Only a number is wanted here: the number of lines of the data that include "benches".

Stored data entries
__________________________________________________

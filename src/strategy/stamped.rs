// Copyright 2017 Steven Stewart-Gallus
//
// Licensed under the Apache License, Version 2.0 (the "License");
// you may not use this file except in compliance with the License.
// You may obtain a copy of the License at
//
//     http://www.apache.org/licenses/LICENSE-2.0
//
// Unless required by applicable law or agreed to in writing, software
// distributed under the License is distributed on an "AS IS" BASIS,
// WITHOUT WARRANTIES OR CONDITIONS OF ANY KIND, either express or
// implied.  See the License for the specific language governing
// permissions and limitations under the License.
//
use std::sync::atomic::{self, AtomicU64, Ordering};

use appendlock_util::backoff;
use appendlock_util::cacheline::CacheLineAligned;

use crate::error::Result;
use crate::strategy::{Strategy, StrategyKind};

/// A sequence lock whose stamp is odd while a writer holds it.
///
/// Writers acquire by moving the stamp from even to odd and release by
/// moving it to the next even value, so every write invalidates every
/// optimistic read that overlapped it.
pub struct StampedLock {
    stamp: CacheLineAligned<AtomicU64>,
}

#[must_use]
pub struct StampedWriteGuard<'r> {
    lock: &'r StampedLock,
    stamp: u64,
}

#[inline(always)]
fn is_write_locked(stamp: u64) -> bool {
    stamp & 1 != 0
}

impl StampedLock {
    #[inline(always)]
    pub const fn new() -> Self {
        StampedLock { stamp: CacheLineAligned::new(AtomicU64::new(0)) }
    }

    pub fn try_write<'r>(&'r self) -> Option<StampedWriteGuard<'r>> {
        let stamp = self.stamp.load(Ordering::Relaxed);
        if is_write_locked(stamp) {
            return None;
        }
        if self.stamp
            .compare_exchange(stamp, stamp + 1, Ordering::Acquire, Ordering::Relaxed)
            .is_err() {
            return None;
        }
        // Order the odd stamp before any of the protected stores.
        atomic::fence(Ordering::Release);
        return Some(StampedWriteGuard {
            lock: self,
            stamp: stamp + 1,
        });
    }

    pub fn write<'r>(&'r self) -> StampedWriteGuard<'r> {
        let mut counter = 0;
        loop {
            if let Some(guard) = self.try_write() {
                return guard;
            }
            backoff::spin_wait(&mut counter);
        }
    }

    /// Returns a stamp to validate later, or `None` while a writer is
    /// inside.
    #[inline]
    pub fn try_optimistic_read(&self) -> Option<u64> {
        let stamp = self.stamp.load(Ordering::Acquire);
        if is_write_locked(stamp) {
            None
        } else {
            Some(stamp)
        }
    }

    /// Whether no writer entered since `stamp` was handed out.
    #[inline]
    pub fn validate(&self, stamp: u64) -> bool {
        atomic::fence(Ordering::Acquire);
        return self.stamp.load(Ordering::Relaxed) == stamp;
    }
}

impl Default for StampedLock {
    fn default() -> Self {
        StampedLock::new()
    }
}

impl<'r> Drop for StampedWriteGuard<'r> {
    fn drop(&mut self) {
        self.lock.stamp.store(self.stamp.wrapping_add(1), Ordering::Release);
    }
}

/// Exclusive writers, speculative readers that retry when a writer
/// overlapped them.  Readers never write the stamp, so they can
/// neither delay a writer nor invalidate one another.
#[derive(Default)]
pub struct StampedStrategy {
    lock: StampedLock,
}

impl StampedStrategy {
    pub fn new() -> Self {
        StampedStrategy { lock: StampedLock::new() }
    }
}

impl Strategy for StampedStrategy {
    fn kind(&self) -> StrategyKind {
        StrategyKind::Optimistic
    }

    fn protect_write(&self, write: &mut dyn FnMut() -> Result<()>) -> Result<()> {
        let _guard = self.lock.write();
        write()
    }

    fn protect_read(&self, read: &mut dyn FnMut()) {
        let mut counter = 0;
        while !self.try_protect_read(read) {
            backoff::spin_wait(&mut counter);
        }
    }

    fn try_protect_read(&self, read: &mut dyn FnMut()) -> bool {
        match self.lock.try_optimistic_read() {
            Some(stamp) => {
                read();
                self.lock.validate(stamp)
            }
            None => false,
        }
    }
}
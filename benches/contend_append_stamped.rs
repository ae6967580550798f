use appendlock::StrategyKind;
use criterion::{criterion_group, criterion_main, Criterion};

mod contend;

fn contend_append_stamped(c: &mut Criterion) {
    contend::contend(c, StrategyKind::Optimistic);
}

criterion_group!(benches, contend_append_stamped);
criterion_main!(benches);
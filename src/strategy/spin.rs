// Copyright 2017 Steven Stewart-Gallus
//
// Licensed under the Apache License, Version 2.0 (the "License");
// you may not use this file except in compliance with the License.
// You may obtain a copy of the License at
//
//     http://www.apache.org/licenses/LICENSE-2.0
//
// Unless required by applicable law or agreed to in writing, software
// distributed under the License is distributed on an "AS IS" BASIS,
// WITHOUT WARRANTIES OR CONDITIONS OF ANY KIND, either express or
// implied.  See the License for the specific language governing
// permissions and limitations under the License.
//
use std::sync::atomic::{AtomicBool, Ordering};

use appendlock_util::backoff;
use appendlock_util::cacheline::CacheLineAligned;

use crate::error::Result;
use crate::strategy::{Strategy, StrategyKind};

/// A test and test and set spin lock with randomized exponential
/// backoff.  Never parks in the kernel.
pub struct SpinLock {
    locked: CacheLineAligned<AtomicBool>,
}

#[must_use]
pub struct SpinLockGuard<'r> {
    lock: &'r SpinLock,
}

impl SpinLock {
    #[inline(always)]
    pub const fn new() -> Self {
        SpinLock { locked: CacheLineAligned::new(AtomicBool::new(false)) }
    }

    #[inline]
    pub fn try_lock<'r>(&'r self) -> Option<SpinLockGuard<'r>> {
        if !self.locked.load(Ordering::Relaxed) {
            if let Ok(_) = self.locked
                .compare_exchange(false, true, Ordering::Acquire, Ordering::Relaxed) {
                return Some(SpinLockGuard { lock: self });
            }
        }
        return None;
    }

    pub fn lock<'r>(&'r self) -> SpinLockGuard<'r> {
        let mut counter = 0;
        loop {
            if let Some(guard) = self.try_lock() {
                return guard;
            }
            backoff::spin_wait(&mut counter);
        }
    }
}

impl Default for SpinLock {
    fn default() -> Self {
        SpinLock::new()
    }
}

impl<'r> Drop for SpinLockGuard<'r> {
    #[inline]
    fn drop(&mut self) {
        self.lock.locked.store(false, Ordering::Release);
    }
}

/// Busy-waiting mutual exclusion for readers and writers alike.
#[derive(Default)]
pub struct SpinStrategy {
    lock: SpinLock,
}

impl SpinStrategy {
    pub fn new() -> Self {
        SpinStrategy { lock: SpinLock::new() }
    }
}

impl Strategy for SpinStrategy {
    fn kind(&self) -> StrategyKind {
        StrategyKind::Spinlock
    }

    fn protect_write(&self, write: &mut dyn FnMut() -> Result<()>) -> Result<()> {
        let _guard = self.lock.lock();
        write()
    }

    fn protect_read(&self, read: &mut dyn FnMut()) {
        let _guard = self.lock.lock();
        read();
    }

    fn try_protect_read(&self, read: &mut dyn FnMut()) -> bool {
        match self.lock.try_lock() {
            Some(_guard) => {
                read();
                true
            }
            None => false,
        }
    }
}
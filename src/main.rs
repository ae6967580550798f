// Copyright 2017 Steven Stewart-Gallus
//
// Licensed under the Apache License, Version 2.0 (the "License");
// you may not use this file except in compliance with the License.
// You may obtain a copy of the License at
//
//     http://www.apache.org/licenses/LICENSE-2.0
//
// Unless required by applicable law or agreed to in writing, software
// distributed under the License is distributed on an "AS IS" BASIS,
// WITHOUT WARRANTIES OR CONDITIONS OF ANY KIND, either express or
// implied.  See the License for the specific language governing
// permissions and limitations under the License.
//
mod cli;

use anyhow::Result;
use appendlock::harness;
use clap::Parser;
use cli::Cli;
use env_logger::Env;
use log::info;

fn main() -> Result<()> {
    env_logger::Builder::from_env(Env::default().default_filter_or("info")).init();

    let config = Cli::parse().into_config()?;
    info!("{:?}", config);

    for report in harness::run_suite(&config)? {
        println!("{}", report);
    }

    Ok(())
}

__________________________________________________

FINISHED EXERCISE: 3